- Aim of the exercise
Which lines of the records below contain the word "children"? Show each one.

- Records for processing
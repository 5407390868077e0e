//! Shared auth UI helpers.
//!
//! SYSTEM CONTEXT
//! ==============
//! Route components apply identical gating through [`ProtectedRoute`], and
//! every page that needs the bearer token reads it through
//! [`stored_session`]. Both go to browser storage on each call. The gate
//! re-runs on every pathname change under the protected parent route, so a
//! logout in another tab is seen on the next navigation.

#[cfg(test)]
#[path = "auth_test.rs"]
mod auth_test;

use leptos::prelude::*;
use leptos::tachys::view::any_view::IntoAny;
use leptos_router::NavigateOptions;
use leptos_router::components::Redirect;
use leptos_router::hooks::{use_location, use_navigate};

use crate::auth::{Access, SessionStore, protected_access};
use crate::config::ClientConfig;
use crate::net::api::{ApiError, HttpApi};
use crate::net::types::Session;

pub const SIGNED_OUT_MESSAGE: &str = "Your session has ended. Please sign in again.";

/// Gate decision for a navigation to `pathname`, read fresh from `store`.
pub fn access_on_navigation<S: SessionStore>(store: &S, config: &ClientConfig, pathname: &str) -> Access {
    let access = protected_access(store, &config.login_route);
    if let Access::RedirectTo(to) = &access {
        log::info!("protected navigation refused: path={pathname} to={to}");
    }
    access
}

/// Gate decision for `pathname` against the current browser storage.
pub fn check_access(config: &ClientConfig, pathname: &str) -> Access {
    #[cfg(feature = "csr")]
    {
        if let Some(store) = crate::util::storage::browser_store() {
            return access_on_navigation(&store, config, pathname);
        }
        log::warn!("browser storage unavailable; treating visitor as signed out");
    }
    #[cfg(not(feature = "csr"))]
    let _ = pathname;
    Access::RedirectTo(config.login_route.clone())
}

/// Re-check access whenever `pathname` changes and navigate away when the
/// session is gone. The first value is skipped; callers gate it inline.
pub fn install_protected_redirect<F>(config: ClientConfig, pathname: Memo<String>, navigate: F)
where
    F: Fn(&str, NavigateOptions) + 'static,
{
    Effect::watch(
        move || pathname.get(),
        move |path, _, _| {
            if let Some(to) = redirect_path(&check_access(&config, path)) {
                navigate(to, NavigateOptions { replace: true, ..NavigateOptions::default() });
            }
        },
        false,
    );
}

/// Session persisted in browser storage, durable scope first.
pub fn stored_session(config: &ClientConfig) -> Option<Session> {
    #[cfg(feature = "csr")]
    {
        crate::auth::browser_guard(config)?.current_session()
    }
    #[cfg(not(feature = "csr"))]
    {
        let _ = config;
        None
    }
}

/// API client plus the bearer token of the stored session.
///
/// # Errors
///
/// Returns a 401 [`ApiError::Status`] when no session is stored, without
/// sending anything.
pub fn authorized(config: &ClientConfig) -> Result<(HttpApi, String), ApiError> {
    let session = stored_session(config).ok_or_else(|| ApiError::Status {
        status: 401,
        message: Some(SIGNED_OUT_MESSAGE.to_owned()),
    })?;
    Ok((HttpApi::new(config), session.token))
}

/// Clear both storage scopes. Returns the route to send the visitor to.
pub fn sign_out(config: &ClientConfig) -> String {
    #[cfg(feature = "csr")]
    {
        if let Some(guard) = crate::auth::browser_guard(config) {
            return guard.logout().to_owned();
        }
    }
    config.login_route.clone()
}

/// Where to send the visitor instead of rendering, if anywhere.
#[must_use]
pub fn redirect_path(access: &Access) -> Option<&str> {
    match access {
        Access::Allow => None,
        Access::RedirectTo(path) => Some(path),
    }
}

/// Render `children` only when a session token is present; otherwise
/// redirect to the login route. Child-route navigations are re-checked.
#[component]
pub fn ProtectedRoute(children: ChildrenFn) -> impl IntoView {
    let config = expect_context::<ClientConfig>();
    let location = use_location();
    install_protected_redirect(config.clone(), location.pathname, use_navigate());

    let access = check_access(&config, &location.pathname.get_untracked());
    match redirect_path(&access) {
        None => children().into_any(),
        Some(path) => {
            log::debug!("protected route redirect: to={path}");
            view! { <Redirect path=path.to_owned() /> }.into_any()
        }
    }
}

---

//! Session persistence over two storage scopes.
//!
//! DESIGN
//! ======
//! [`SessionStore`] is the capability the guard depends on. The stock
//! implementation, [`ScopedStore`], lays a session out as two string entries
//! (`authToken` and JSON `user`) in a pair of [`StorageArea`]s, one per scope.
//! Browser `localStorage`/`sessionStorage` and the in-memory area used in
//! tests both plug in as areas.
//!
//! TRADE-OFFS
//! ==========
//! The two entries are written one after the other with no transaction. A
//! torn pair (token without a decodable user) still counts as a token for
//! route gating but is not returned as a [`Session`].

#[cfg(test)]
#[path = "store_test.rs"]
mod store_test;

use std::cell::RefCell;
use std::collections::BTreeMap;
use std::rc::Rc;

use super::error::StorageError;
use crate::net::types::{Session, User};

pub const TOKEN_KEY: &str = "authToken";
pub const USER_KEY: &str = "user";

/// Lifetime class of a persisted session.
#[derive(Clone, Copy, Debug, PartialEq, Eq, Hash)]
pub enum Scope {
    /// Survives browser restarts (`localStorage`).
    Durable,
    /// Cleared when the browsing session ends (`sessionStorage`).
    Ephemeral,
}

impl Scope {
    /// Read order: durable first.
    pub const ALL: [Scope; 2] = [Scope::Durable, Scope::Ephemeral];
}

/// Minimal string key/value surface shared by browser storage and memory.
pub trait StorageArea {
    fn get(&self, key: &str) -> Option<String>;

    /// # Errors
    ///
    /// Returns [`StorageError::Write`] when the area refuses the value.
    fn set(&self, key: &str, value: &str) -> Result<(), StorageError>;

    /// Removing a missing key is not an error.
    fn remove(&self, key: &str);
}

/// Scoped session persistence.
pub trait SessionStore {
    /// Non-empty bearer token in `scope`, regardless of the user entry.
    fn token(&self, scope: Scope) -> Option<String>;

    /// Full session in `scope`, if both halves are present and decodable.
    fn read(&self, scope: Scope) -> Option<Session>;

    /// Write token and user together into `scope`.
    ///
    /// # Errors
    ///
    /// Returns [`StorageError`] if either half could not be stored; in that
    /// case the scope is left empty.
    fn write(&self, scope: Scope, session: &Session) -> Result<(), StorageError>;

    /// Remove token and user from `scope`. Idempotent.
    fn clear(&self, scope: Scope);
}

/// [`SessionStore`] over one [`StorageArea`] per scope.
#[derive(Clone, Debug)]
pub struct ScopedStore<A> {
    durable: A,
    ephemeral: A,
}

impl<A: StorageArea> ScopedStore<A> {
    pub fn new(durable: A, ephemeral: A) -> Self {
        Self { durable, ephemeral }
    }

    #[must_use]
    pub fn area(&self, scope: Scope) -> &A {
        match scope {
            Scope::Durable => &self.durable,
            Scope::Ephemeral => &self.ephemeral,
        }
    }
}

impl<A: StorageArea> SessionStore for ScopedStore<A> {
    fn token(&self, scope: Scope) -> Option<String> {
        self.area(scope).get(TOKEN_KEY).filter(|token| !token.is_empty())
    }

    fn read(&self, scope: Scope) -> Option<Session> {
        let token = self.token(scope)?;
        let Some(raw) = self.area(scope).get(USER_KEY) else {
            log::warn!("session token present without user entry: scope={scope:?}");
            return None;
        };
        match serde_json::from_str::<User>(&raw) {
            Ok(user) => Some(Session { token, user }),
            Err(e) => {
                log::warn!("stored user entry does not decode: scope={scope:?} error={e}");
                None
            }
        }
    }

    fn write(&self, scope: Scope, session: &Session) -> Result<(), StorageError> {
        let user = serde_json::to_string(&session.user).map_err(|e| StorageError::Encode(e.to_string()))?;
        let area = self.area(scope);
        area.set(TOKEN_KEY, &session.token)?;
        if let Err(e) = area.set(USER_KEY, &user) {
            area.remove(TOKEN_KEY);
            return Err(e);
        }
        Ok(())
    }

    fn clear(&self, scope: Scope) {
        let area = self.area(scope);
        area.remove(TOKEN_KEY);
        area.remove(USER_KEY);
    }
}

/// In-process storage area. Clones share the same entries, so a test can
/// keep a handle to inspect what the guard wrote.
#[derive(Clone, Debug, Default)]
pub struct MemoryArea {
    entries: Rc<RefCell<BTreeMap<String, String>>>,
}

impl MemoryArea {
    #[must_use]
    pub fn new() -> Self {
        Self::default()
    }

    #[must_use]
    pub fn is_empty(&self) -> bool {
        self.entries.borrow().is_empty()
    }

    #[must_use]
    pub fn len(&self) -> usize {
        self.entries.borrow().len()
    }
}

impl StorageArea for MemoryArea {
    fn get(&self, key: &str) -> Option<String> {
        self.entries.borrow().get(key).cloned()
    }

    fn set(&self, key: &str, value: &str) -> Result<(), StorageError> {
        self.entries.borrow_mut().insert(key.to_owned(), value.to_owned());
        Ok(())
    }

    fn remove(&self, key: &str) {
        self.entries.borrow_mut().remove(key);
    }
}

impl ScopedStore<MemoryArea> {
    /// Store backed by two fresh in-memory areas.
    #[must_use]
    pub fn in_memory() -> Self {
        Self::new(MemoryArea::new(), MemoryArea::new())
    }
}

- Exercise result
/// Render `children` only when a session token is present; otherwise
pub fn ProtectedRoute(children: ChildrenFn) -> impl IntoView {
        None => children().into_any(),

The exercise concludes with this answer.